Why might there be such a large difference in per capita GDP of these specific countries of Southwest Asia (the Middle East) and North Africa?

There are several factors that could contribute to the large differences in per capita GDP among countries in Southwest Asia and North Africa:

1. Economic diversification: Countries with a more diversified economy, such as those with strong sectors in manufacturing, technology, and services, are likely to have a higher per capita GDP than countries that rely heavily on a single industry, such as oil or agriculture.

2. Natural resources: Countries with abundant natural resources, such as oil, gas, or minerals, often have higher per capita GDP levels due to the revenue generated from the extraction and sale of these resources.

3. Political stability: Political instability and conflict can have a negative impact on economic growth and development, leading to lower per capita GDP levels in countries experiencing unrest.

4. Corruption: High levels of corruption can hinder economic growth and discourage foreign investment, leading to lower per capita GDP levels in countries with systemic corruption.

5. Access to education and healthcare: Countries that invest in education and healthcare tend to have higher levels of human capital, which can contribute to higher levels of productivity, innovation, and economic growth.

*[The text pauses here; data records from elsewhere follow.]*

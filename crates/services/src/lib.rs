#![forbid(unsafe_code)]

pub mod app_services;
pub mod challenge_generator;
pub mod error;
pub mod mastery_tracker;
pub mod progress_tracker;
pub mod scoring;
pub mod sessions;

pub use study_core::Clock;
pub use sessions as session;

pub use app_services::AppServices;
pub use challenge_generator::ChallengeGenerator;
pub use error::{AppServicesError, SessionConfigError, SessionError};
pub use mastery_tracker::{MasteryTracker, MasteryUpdate, Persistence, StorageWarning};
pub use progress_tracker::{HistoryStats, LevelUp, ProgressTracker};
pub use scoring::{ScoreError, ScoreOutcome};

pub use sessions::{
    PresentedChallenge, ResponseFeedback, SessionConfig, SessionLoopService, SessionProgress,
    SessionState, StudySession,
};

6. Trade policies and access to international markets: Countries that have open trade policies and access to international markets are more likely to benefit from global economic growth and trade, leading to higher per capita GDP levels.

7. Infrastructure: Countries with well-developed infrastructure, including transportation networks, communication systems, and energy facilities, are better positioned to facilitate economic growth and development, leading to higher per capita GDP levels.